*Problem details*: Report each line from the data below that holds the word "crate".

Collected data

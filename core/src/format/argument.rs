//! Positional argument declarations.

use crate::error::{FormatError, InvalidValue, Result};
use crate::format::names::validate_argument_name;
use crate::value::{Value, ValueType};

/// A declared positional argument.
///
/// Arguments are optional and single-valued unless stated otherwise. Build
/// them with [`ArgumentSpec::builder`]; every rule is checked by
/// [`ArgumentSpecBuilder::build`].
///
/// # Examples
///
/// ```
/// use cmdroute_core::{ArgumentSpec, Value, ValueType};
///
/// let port = ArgumentSpec::builder("port")
///     .value_type(ValueType::Integer)
///     .default_value(8080)
///     .build()
///     .unwrap();
/// assert!(port.is_optional());
/// assert_eq!(port.default_value(), &Value::Int(8080));
/// assert_eq!(port.parse_value("80"), Ok(Value::Int(80)));
/// ```
#[derive(Debug, Clone, PartialEq)]
pub struct ArgumentSpec {
    name: String,
    required: bool,
    multi_valued: bool,
    value_type: ValueType,
    nullable: bool,
    default: Value,
    description: Option<String>,
}

impl ArgumentSpec {
    /// Starts an optional, single-valued string argument.
    pub fn builder(name: impl Into<String>) -> ArgumentSpecBuilder {
        ArgumentSpecBuilder {
            name: name.into(),
            ..ArgumentSpecBuilder::default()
        }
    }

    /// An optional single-valued string argument.
    pub fn optional(name: &str) -> Result<Self> {
        Self::builder(name).build()
    }

    /// A required single-valued string argument.
    pub fn required(name: &str) -> Result<Self> {
        Self::builder(name).required().build()
    }

    /// Primary name.
    pub fn name(&self) -> &str {
        &self.name
    }

    /// Returns `true` if parsing fails when the argument is missing.
    pub fn is_required(&self) -> bool {
        self.required
    }

    /// Inverse of [`ArgumentSpec::is_required`].
    pub fn is_optional(&self) -> bool {
        !self.required
    }

    /// Returns `true` if the argument collects all remaining positionals.
    pub fn is_multi_valued(&self) -> bool {
        self.multi_valued
    }

    /// Type the raw strings are coerced to.
    pub fn value_type(&self) -> ValueType {
        self.value_type
    }

    /// Returns `true` if `"null"` coerces to [`Value::Null`].
    pub fn is_nullable(&self) -> bool {
        self.nullable
    }

    /// The declared default; `[]` for multi-valued arguments without one.
    pub fn default_value(&self) -> &Value {
        &self.default
    }

    /// Help text, if any.
    pub fn description(&self) -> Option<&str> {
        self.description.as_deref()
    }

    /// Coerces one raw value to the declared type.
    pub fn parse_value(&self, raw: impl Into<Value>) -> std::result::Result<Value, InvalidValue> {
        self.value_type.coerce(&raw.into(), self.nullable)
    }
}

/// Collects the settings of an [`ArgumentSpec`] before validation.
#[derive(Debug, Clone, Default)]
pub struct ArgumentSpecBuilder {
    name: String,
    required: bool,
    multi_valued: bool,
    value_type: ValueType,
    nullable: bool,
    default: Option<Value>,
    description: Option<String>,
}

impl ArgumentSpecBuilder {
    /// Makes the argument mandatory.
    pub fn required(mut self) -> Self {
        self.required = true;
        self
    }

    /// Makes the argument optional (the default).
    pub fn optional(mut self) -> Self {
        self.required = false;
        self
    }

    /// Collects all remaining positionals into a list.
    pub fn multi_valued(mut self) -> Self {
        self.multi_valued = true;
        self
    }

    /// Sets the type raw strings are coerced to.
    pub fn value_type(mut self, value_type: ValueType) -> Self {
        self.value_type = value_type;
        self
    }

    /// Lets `"null"` coerce to [`Value::Null`].
    pub fn nullable(mut self) -> Self {
        self.nullable = true;
        self
    }

    /// Value used when the argument is absent; checked against the type on build.
    pub fn default_value(mut self, value: impl Into<Value>) -> Self {
        self.default = Some(value.into());
        self
    }

    /// Sets the help text.
    pub fn description(mut self, description: impl Into<String>) -> Self {
        self.description = Some(description.into());
        self
    }

    /// Validates the name and the default.
    ///
    /// # Errors
    ///
    /// Fails on an invalid name or an empty description
    /// ([`FormatError`](crate::FormatError)), and on a default given to a
    /// required argument or not fitting the type
    /// ([`InvalidValue`](crate::InvalidValue)).
    pub fn build(self) -> Result<ArgumentSpec> {
        validate_argument_name(&self.name)?;
        if self.description.as_deref().is_some_and(|d| d.trim().is_empty()) {
            return Err(FormatError::EmptyDescription.into());
        }

        let explicit_default = self.default.filter(|value| !value.is_null());
        if self.required && explicit_default.is_some() {
            return Err(InvalidValue::DefaultForRequired(self.name).into());
        }

        let default = coerce_default(
            &self.name,
            explicit_default,
            self.multi_valued,
            self.value_type,
            self.nullable,
        )?;

        Ok(ArgumentSpec {
            name: self.name,
            required: self.required,
            multi_valued: self.multi_valued,
            value_type: self.value_type,
            nullable: self.nullable,
            default,
            description: self.description,
        })
    }
}

/// Normalises a declared default: missing defaults become `null` (or `[]`
/// when multi-valued), present ones are coerced element-wise.
pub(crate) fn coerce_default(
    name: &str,
    default: Option<Value>,
    multi_valued: bool,
    value_type: ValueType,
    nullable: bool,
) -> std::result::Result<Value, InvalidValue> {
    match (default, multi_valued) {
        (None, false) => Ok(Value::Null),
        (None, true) => Ok(Value::List(Vec::new())),
        (Some(Value::List(items)), true) => items
            .iter()
            .map(|item| value_type.coerce(item, nullable))
            .collect::<std::result::Result<Vec<_>, _>>()
            .map(Value::List),
        (Some(_), true) => Err(InvalidValue::ScalarDefaultForMultiValued(name.to_string())),
        (Some(value), false) => value_type.coerce(&value, nullable),
    }
}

*Response area*:
use crate::error::{FormatError, InvalidValue, Result};
use crate::format::names::validate_argument_name;
use crate::value::{Value, ValueType};
    /// ([`FormatError`](crate::FormatError)), and on a default given to a
    /// ([`InvalidValue`](crate::InvalidValue)).
pub(crate) fn coerce_default(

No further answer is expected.